#### [About this task]
Report how many lines of the records below include the word "InProgress". Give nothing but the number.

[Data items]
====

//! Game session actor: the per-room turn state machine.
//!
//! One session per started game, spawned by the lobby. The actor owns the
//! ordered roster, the current-turn index, the round counter, and the turn
//! deadline, and holds a direct player→[`ClientHandle`] map so broadcasts
//! need no indirection through the lobby.
//!
//! The turn timer is a `sleep_until` branch of the actor's own
//! `tokio::select!` loop, so an expiry is processed in the same serialized
//! sequence as player commands; a timeout can never race an END_TURN on
//! the same session. Overwriting the deadline replaces the pending timer,
//! which keeps the "at most one outstanding timer per session" invariant
//! by construction.

use std::collections::HashMap;
use std::time::Duration;

use serde::{Deserialize, Serialize};
use tokio::sync::mpsc;
use tokio::time::Instant;
use voltgrid_protocol::{
    Envelope, GameOverPayload, MessageType, PlayerAction, PlayerId,
    PlayerInfo, PlayerTurnPayload, RoomId,
};

use crate::{ClientHandle, RuleEngine};

/// The timer key for the per-turn deadline. There is only one phase key
/// today; rules engines with timed sub-phases would add their own.
pub const TURN_PHASE: &str = "TURN";

// ---------------------------------------------------------------------------
// Phase
// ---------------------------------------------------------------------------

/// Session lifecycle. Linear, terminal at `Ended`:
///
/// ```text
/// WAITING → STARTING → IN_PROGRESS → ENDED
/// ```
///
/// Construction walks straight through to `IN_PROGRESS`; nothing awaits
/// in the earlier phases today.
#[derive(Debug, Clone, Copy, PartialEq, Eq, Serialize, Deserialize)]
#[serde(rename_all = "SCREAMING_SNAKE_CASE")]
pub enum Phase {
    Waiting,
    Starting,
    InProgress,
    Ended,
}

impl Phase {
    /// Returns `true` once no further transitions are possible.
    pub fn is_terminal(&self) -> bool {
        matches!(self, Phase::Ended)
    }
}

impl std::fmt::Display for Phase {
    fn fmt(&self, f: &mut std::fmt::Formatter<'_>) -> std::fmt::Result {
        let name = match self {
            Phase::Waiting => "WAITING",
            Phase::Starting => "STARTING",
            Phase::InProgress => "IN_PROGRESS",
            Phase::Ended => "ENDED",
        };
        f.write_str(name)
    }
}

// ---------------------------------------------------------------------------
// Snapshot
// ---------------------------------------------------------------------------

/// Serializable view of the session, broadcast as GAME_STATE_UPDATE after
/// every accepted action, turn advance, and roster change.
#[derive(Debug, Clone, PartialEq, Serialize, Deserialize)]
#[serde(rename_all = "camelCase")]
pub struct GameSnapshot {
    pub room_id: RoomId,
    pub round: u32,
    pub phase: Phase,
    pub current_player_id: Option<PlayerId>,
    pub players: Vec<PlayerInfo>,
}

// ---------------------------------------------------------------------------
// Configuration and commands
// ---------------------------------------------------------------------------

/// Session settings.
#[derive(Debug, Clone)]
pub struct SessionConfig {
    /// How long the current player gets before the turn is advanced for
    /// them.
    pub turn_timeout: Duration,
}

impl Default for SessionConfig {
    fn default() -> Self {
        Self {
            turn_timeout: Duration::from_secs(120),
        }
    }
}

/// Commands processed by a session actor, one at a time, in arrival order.
#[derive(Debug)]
pub enum SessionCommand {
    /// A game action from a player, routed through the lobby.
    PlayerAction {
        player_id: PlayerId,
        action: PlayerAction,
    },

    /// A phase deadline expired. Fired internally by the turn timer;
    /// carries the phase key the deadline was armed under.
    PhaseTimeout { phase: String },

    /// A member disconnected or otherwise left the game.
    PlayerLeft { player_id: PlayerId },
}

/// Handle to a running session actor. Cheap to clone; sends never block.
#[derive(Clone)]
pub struct SessionHandle {
    room_id: RoomId,
    sender: mpsc::UnboundedSender<SessionCommand>,
}

impl SessionHandle {
    /// The room this session was started from.
    pub fn room_id(&self) -> &RoomId {
        &self.room_id
    }

    /// Forwards a player's game action. Dropped silently once the session
    /// has ended.
    pub fn player_action(&self, player_id: PlayerId, action: PlayerAction) {
        let _ = self
            .sender
            .send(SessionCommand::PlayerAction { player_id, action });
    }

    /// Injects a phase timeout, as the internal timer would.
    pub fn phase_timeout(&self, phase: impl Into<String>) {
        let _ = self.sender.send(SessionCommand::PhaseTimeout {
            phase: phase.into(),
        });
    }

    /// Removes a player from the running game.
    pub fn player_left(&self, player_id: PlayerId) {
        let _ = self
            .sender
            .send(SessionCommand::PlayerLeft { player_id });
    }
}

// ---------------------------------------------------------------------------
// Actor
// ---------------------------------------------------------------------------

/// Spawns a session actor for a started room and returns its handle.
///
/// `players` is the roster in join order; `clients` maps exactly those
/// players to their delivery addresses. `ended_tx` receives the room id
/// once, when the session reaches `ENDED`, so the owner can clean up its
/// routing tables.
pub fn spawn_session(
    room_id: RoomId,
    players: Vec<PlayerInfo>,
    clients: HashMap<PlayerId, ClientHandle>,
    config: SessionConfig,
    rules: Box<dyn RuleEngine>,
    ended_tx: mpsc::UnboundedSender<RoomId>,
) -> SessionHandle {
    let (tx, rx) = mpsc::unbounded_channel();

    let session = GameSession {
        room_id: room_id.clone(),
        players,
        clients,
        phase: Phase::Waiting,
        round: 1,
        current: 0,
        config,
        rules,
        deadline: None,
        ended_tx,
        receiver: rx,
    };

    tokio::spawn(session.run());

    SessionHandle {
        room_id,
        sender: tx,
    }
}

struct GameSession {
    room_id: RoomId,
    /// Roster in join order. `current` always indexes into this.
    players: Vec<PlayerInfo>,
    clients: HashMap<PlayerId, ClientHandle>,
    phase: Phase,
    round: u32,
    current: usize,
    config: SessionConfig,
    rules: Box<dyn RuleEngine>,
    /// Pending turn deadline. `None` means no timer armed.
    deadline: Option<Instant>,
    ended_tx: mpsc::UnboundedSender<RoomId>,
    receiver: mpsc::UnboundedReceiver<SessionCommand>,
}

impl GameSession {
    async fn run(mut self) {
        self.begin();

        while !self.phase.is_terminal() {
            let deadline = self.deadline;
            let timer = async move {
                match deadline {
                    Some(at) => tokio::time::sleep_until(at).await,
                    // No timer armed: pend forever, select! keeps
                    // serving the command branch.
                    None => std::future::pending().await,
                }
            };

            tokio::select! {
                cmd = self.receiver.recv() => match cmd {
                    Some(cmd) => self.handle(cmd),
                    None => break,
                },
                _ = timer => self.on_phase_timeout(TURN_PHASE),
            }
        }

        tracing::info!(room_id = %self.room_id, "session actor stopped");
    }

    fn begin(&mut self) {
        self.phase = Phase::Starting;
        tracing::debug!(room_id = %self.room_id, "session starting");

        self.phase = Phase::InProgress;
        tracing::info!(
            room_id = %self.room_id,
            players = self.players.len(),
            "game started"
        );
        self.broadcast_snapshot();
        self.broadcast_turn();
        self.arm_turn_timer();
    }

    fn handle(&mut self, cmd: SessionCommand) {
        match cmd {
            SessionCommand::PlayerAction { player_id, action } => {
                self.on_player_action(player_id, action);
            }
            SessionCommand::PhaseTimeout { phase } => {
                self.on_phase_timeout(&phase);
            }
            SessionCommand::PlayerLeft { player_id } => {
                self.on_player_left(&player_id);
            }
        }
    }

    fn on_player_action(&mut self, player_id: PlayerId, action: PlayerAction) {
        if self.phase != Phase::InProgress {
            tracing::warn!(
                room_id = %self.room_id,
                %player_id,
                kind = %action.kind(),
                phase = %self.phase,
                "ignoring action outside of play"
            );
            return;
        }

        match action {
            // END_TURN is the session's own business, never the rules
            // engine's.
            PlayerAction::EndTurn => self.on_end_turn(&player_id),
            other => self.apply_rules(&player_id, &other),
        }
    }

    fn on_end_turn(&mut self, player_id: &PlayerId) {
        let Some(current) = self.players.get(self.current) else {
            return;
        };
        if &current.player_id != player_id {
            tracing::warn!(
                room_id = %self.room_id,
                %player_id,
                "out-of-turn END_TURN, ignoring"
            );
            return;
        }
        self.advance_turn();
    }

    fn apply_rules(&mut self, player_id: &PlayerId, action: &PlayerAction) {
        let snapshot = self.snapshot();
        match self.rules.apply(&snapshot, player_id, action) {
            Ok(events) => {
                for envelope in &events {
                    self.broadcast(envelope);
                }
                self.broadcast_snapshot();
            }
            Err(reason) => {
                tracing::debug!(
                    room_id = %self.room_id,
                    %player_id,
                    kind = %action.kind(),
                    %reason,
                    "action rejected by rules"
                );
            }
        }
    }

    fn on_phase_timeout(&mut self, phase: &str) {
        if self.phase != Phase::InProgress {
            return;
        }
        tracing::info!(room_id = %self.room_id, phase, "phase timeout");
        self.advance_turn();
    }

    fn on_player_left(&mut self, player_id: &PlayerId) {
        let Some(index) =
            self.players.iter().position(|p| &p.player_id == player_id)
        else {
            return;
        };
        self.players.remove(index);
        self.clients.remove(player_id);
        tracing::info!(
            room_id = %self.room_id,
            %player_id,
            remaining = self.players.len(),
            "player left game"
        );

        // Keep `current` pointing at a live member: a departed
        // predecessor shifts everyone down one, a departure at or past
        // the end wraps to the front.
        if index < self.current {
            self.current -= 1;
        } else if self.current >= self.players.len() {
            self.current = 0;
        }

        if self.players.len() < 2 {
            self.end_game("Player disconnected, not enough players to continue.");
            return;
        }
        self.broadcast_snapshot();
    }

    fn advance_turn(&mut self) {
        // Dropping the deadline cancels the pending timer before its
        // replacement is armed.
        self.deadline = None;
        if self.players.is_empty() {
            return;
        }

        self.current = (self.current + 1) % self.players.len();
        if self.current == 0 {
            self.round += 1;
        }

        self.broadcast_snapshot();
        self.broadcast_turn();
        self.arm_turn_timer();
    }

    fn end_game(&mut self, reason: &str) {
        if self.phase.is_terminal() {
            return;
        }
        self.phase = Phase::Ended;
        self.deadline = None;
        tracing::info!(room_id = %self.room_id, reason, "game over");

        match Envelope::new(
            MessageType::GameOver,
            &GameOverPayload {
                room_id: self.room_id.clone(),
                reason: reason.to_string(),
            },
        ) {
            Ok(envelope) => self.broadcast(&envelope),
            Err(e) => tracing::error!(
                room_id = %self.room_id,
                error = %e,
                "failed to serialize game-over payload"
            ),
        }

        let _ = self.ended_tx.send(self.room_id.clone());
    }

    fn snapshot(&self) -> GameSnapshot {
        GameSnapshot {
            room_id: self.room_id.clone(),
            round: self.round,
            phase: self.phase,
            current_player_id: self
                .players
                .get(self.current)
                .map(|p| p.player_id.clone()),
            players: self.players.clone(),
        }
    }

    fn broadcast_snapshot(&self) {
        match Envelope::new(MessageType::GameStateUpdate, &self.snapshot()) {
            Ok(envelope) => self.broadcast(&envelope),
            Err(e) => tracing::error!(
                room_id = %self.room_id,
                error = %e,
                "failed to serialize game state"
            ),
        }
    }

    fn broadcast_turn(&self) {
        let Some(current) = self.players.get(self.current) else {
            return;
        };
        match Envelope::new(
            MessageType::PlayerTurn,
            &PlayerTurnPayload {
                player_id: current.player_id.clone(),
            },
        ) {
            Ok(envelope) => self.broadcast(&envelope),
            Err(e) => tracing::error!(
                room_id = %self.room_id,
                error = %e,
                "failed to serialize turn notice"
            ),
        }
    }

    /// Delivers an envelope to every member. Members whose address is
    /// gone are skipped; one bad recipient never aborts the others.
    fn broadcast(&self, envelope: &Envelope) {
        for player in &self.players {
            if let Some(client) = self.clients.get(&player.player_id) {
                client.send(envelope);
            }
        }
    }

    fn arm_turn_timer(&mut self) {
        self.deadline = Some(Instant::now() + self.config.turn_timeout);
    }
}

====

#### [Result of this task]
5